[Stored data entries]
************
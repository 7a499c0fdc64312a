//! Converted resources and their cache file format.
//!
//! A cache file is a bincode-encoded [`CachedResource`]. Ordered containers
//! keep the encoding deterministic, so converting the same source twice
//! produces byte-identical files.

use serde::{Deserialize, Serialize};
use std::collections::{BTreeMap, BTreeSet, HashMap, HashSet};
use std::fs::{self, File};
use std::io::{BufReader, BufWriter, Write};
use std::path::Path;

use crate::error::{ResourceError, Result};
use crate::kind::ResourceKind;

#[derive(Debug, Clone, PartialEq, Eq, Serialize, Deserialize)]
pub enum CachedResource {
    /// Entity URIs considered in scope.
    Lense(BTreeSet<String>),
    /// Alias URI -> canonical URI.
    Mapping(BTreeMap<String, String>),
    /// Surface forms to drop.
    Filter(BTreeSet<String>),
}

impl CachedResource {
    pub fn empty(kind: ResourceKind) -> Self {
        match kind {
            ResourceKind::Lense => CachedResource::Lense(BTreeSet::new()),
            ResourceKind::Mapping => CachedResource::Mapping(BTreeMap::new()),
            ResourceKind::Filter => CachedResource::Filter(BTreeSet::new()),
        }
    }

    pub fn kind(&self) -> ResourceKind {
        match self {
            CachedResource::Lense(_) => ResourceKind::Lense,
            CachedResource::Mapping(_) => ResourceKind::Mapping,
            CachedResource::Filter(_) => ResourceKind::Filter,
        }
    }

    pub fn len(&self) -> usize {
        match self {
            CachedResource::Lense(set) | CachedResource::Filter(set) => set.len(),
            CachedResource::Mapping(map) => map.len(),
        }
    }

    pub fn is_empty(&self) -> bool {
        self.len() == 0
    }

    /// Union `other` into `self`; on key collisions `other` wins.
    pub fn merge(&mut self, other: CachedResource) {
        match (self, other) {
            (CachedResource::Lense(a), CachedResource::Lense(b))
            | (CachedResource::Filter(a), CachedResource::Filter(b)) => a.extend(b),
            (CachedResource::Mapping(a), CachedResource::Mapping(b)) => a.extend(b),
            (this, other) => tracing::warn!(
                expected = %this.kind(),
                found = %other.kind(),
                "Skipping merge of mismatched resource kinds"
            ),
        }
    }

    /// Membership view: set entries, or mapping aliases.
    pub fn into_set(self) -> HashSet<String> {
        match self {
            CachedResource::Lense(set) | CachedResource::Filter(set) => set.into_iter().collect(),
            CachedResource::Mapping(map) => map.into_keys().collect(),
        }
    }

    /// Mapping view: mapping entries, or identity pairs for sets.
    pub fn into_mapping(self) -> HashMap<String, String> {
        match self {
            CachedResource::Mapping(map) => map.into_iter().collect(),
            CachedResource::Lense(set) | CachedResource::Filter(set) => {
                set.into_iter().map(|k| (k.clone(), k)).collect()
            }
        }
    }

    /// Write the cache file, replacing any previous one as a whole.
    pub fn write(&self, path: &Path) -> Result<()> {
        if let Some(parent) = path.parent() {
            fs::create_dir_all(parent).map_err(|e| ResourceError::io(parent, e))?;
        }

        let tmp = path.with_extension("bin.partial");
        let written = self.write_partial(&tmp).and_then(|()| {
            fs::rename(&tmp, path).map_err(|e| ResourceError::io(path, e))
        });
        if written.is_err() {
            let _ = fs::remove_file(&tmp);
        }
        written
    }

    fn write_partial(&self, tmp: &Path) -> Result<()> {
        let file = File::create(tmp).map_err(|e| ResourceError::io(tmp, e))?;
        let mut writer = BufWriter::new(file);
        bincode::serialize_into(&mut writer, self).map_err(|source| ResourceError::Cache {
            path: tmp.to_path_buf(),
            source,
        })?;
        writer.flush().map_err(|e| ResourceError::io(tmp, e))
    }

    /// Read a cache file and check it holds a resource of `expected` kind.
    pub fn read(path: &Path, expected: ResourceKind) -> Result<Self> {
        let file = File::open(path).map_err(|e| ResourceError::io(path, e))?;
        let resource: CachedResource = bincode::deserialize_from(BufReader::new(file))
            .map_err(|source| ResourceError::Cache {
                path: path.to_path_buf(),
                source,
            })?;

        if resource.kind() != expected {
            return Err(ResourceError::CacheKindMismatch {
                path: path.to_path_buf(),
                expected,
                found: resource.kind(),
            });
        }
        Ok(resource)
    }
}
************
All the lines above should come back exactly as written.

repository 7a499c0fdc64312a
//! Converted resources and their cache file format.
//!
//! A cache file is a bincode-encoded [`CachedResource`]. Ordered containers
//! keep the encoding deterministic, so converting the same source twice
//! produces byte-identical files.

use serde::{Deserialize, Serialize};
use std::collections::{BTreeMap, BTreeSet, HashMap, HashSet};
use std::fs::{self, File};
use std::io::{BufReader, BufWriter, Write};
use std::path::Path;

use crate::error::{ResourceError, Result};
use crate::kind::ResourceKind;

#[derive(Debug, Clone, PartialEq, Eq, Serialize, Deserialize)]
pub enum CachedResource {
    /// Entity URIs considered in scope.
    Lense(BTreeSet<String>),
    /// Alias URI -> canonical URI.
    Mapping(BTreeMap<String, String>),
    /// Surface forms to drop.
    Filter(BTreeSet<String>),
}

impl CachedResource {
    pub fn empty(kind: ResourceKind) -> Self {
        match kind {
            ResourceKind::Lense => CachedResource::Lense(BTreeSet::new()),
            ResourceKind::Mapping => CachedResource::Mapping(BTreeMap::new()),
            ResourceKind::Filter => CachedResource::Filter(BTreeSet::new()),
        }
    }

    pub fn kind(&self) -> ResourceKind {
        match self {
            CachedResource::Lense(_) => ResourceKind::Lense,
            CachedResource::Mapping(_) => ResourceKind::Mapping,
            CachedResource::Filter(_) => ResourceKind::Filter,
        }
    }

    pub fn len(&self) -> usize {
        match self {
            CachedResource::Lense(set) | CachedResource::Filter(set) => set.len(),
            CachedResource::Mapping(map) => map.len(),
        }
    }

    pub fn is_empty(&self) -> bool {
        self.len() == 0
    }

    /// Union `other` into `self`; on key collisions `other` wins.
    pub fn merge(&mut self, other: CachedResource) {
        match (self, other) {
            (CachedResource::Lense(a), CachedResource::Lense(b))
            | (CachedResource::Filter(a), CachedResource::Filter(b)) => a.extend(b),
            (CachedResource::Mapping(a), CachedResource::Mapping(b)) => a.extend(b),
            (this, other) => tracing::warn!(
                expected = %this.kind(),
                found = %other.kind(),
                "Skipping merge of mismatched resource kinds"
            ),
        }
    }

    /// Membership view: set entries, or mapping aliases.
    pub fn into_set(self) -> HashSet<String> {
        match self {
            CachedResource::Lense(set) | CachedResource::Filter(set) => set.into_iter().collect(),
            CachedResource::Mapping(map) => map.into_keys().collect(),
        }
    }

    /// Mapping view: mapping entries, or identity pairs for sets.
    pub fn into_mapping(self) -> HashMap<String, String> {
        match self {
            CachedResource::Mapping(map) => map.into_iter().collect(),
            CachedResource::Lense(set) | CachedResource::Filter(set) => {
                set.into_iter().map(|k| (k.clone(), k)).collect()
            }
        }
    }

    /// Write the cache file, replacing any previous one as a whole.
    pub fn write(&self, path: &Path) -> Result<()> {
        if let Some(parent) = path.parent() {
            fs::create_dir_all(parent).map_err(|e| ResourceError::io(parent, e))?;
        }

        let tmp = path.with_extension("bin.partial");
        let written = self.write_partial(&tmp).and_then(|()| {
            fs::rename(&tmp, path).map_err(|e| ResourceError::io(path, e))
        });
        if written.is_err() {
            let _ = fs::remove_file(&tmp);
        }
        written
    }

    fn write_partial(&self, tmp: &Path) -> Result<()> {
        let file = File::create(tmp).map_err(|e| ResourceError::io(tmp, e))?;
        let mut writer = BufWriter::new(file);
        bincode::serialize_into(&mut writer, self).map_err(|source| ResourceError::Cache {
            path: tmp.to_path_buf(),
            source,
        })?;
        writer.flush().map_err(|e| ResourceError::io(tmp, e))
    }

    /// Read a cache file and check it holds a resource of `expected` kind.
    pub fn read(path: &Path, expected: ResourceKind) -> Result<Self> {
        let file = File::open(path).map_err(|e| ResourceError::io(path, e))?;
        let resource: CachedResource = bincode::deserialize_from(BufReader::new(file))
            .map_err(|source| ResourceError::Cache {
                path: path.to_path_buf(),
                source,
            })?;

        if resource.kind() != expected {
            return Err(ResourceError::CacheKindMismatch {
                path: path.to_path_buf(),
                expected,
                found: resource.kind(),
            });
        }
        Ok(resource)
    }
}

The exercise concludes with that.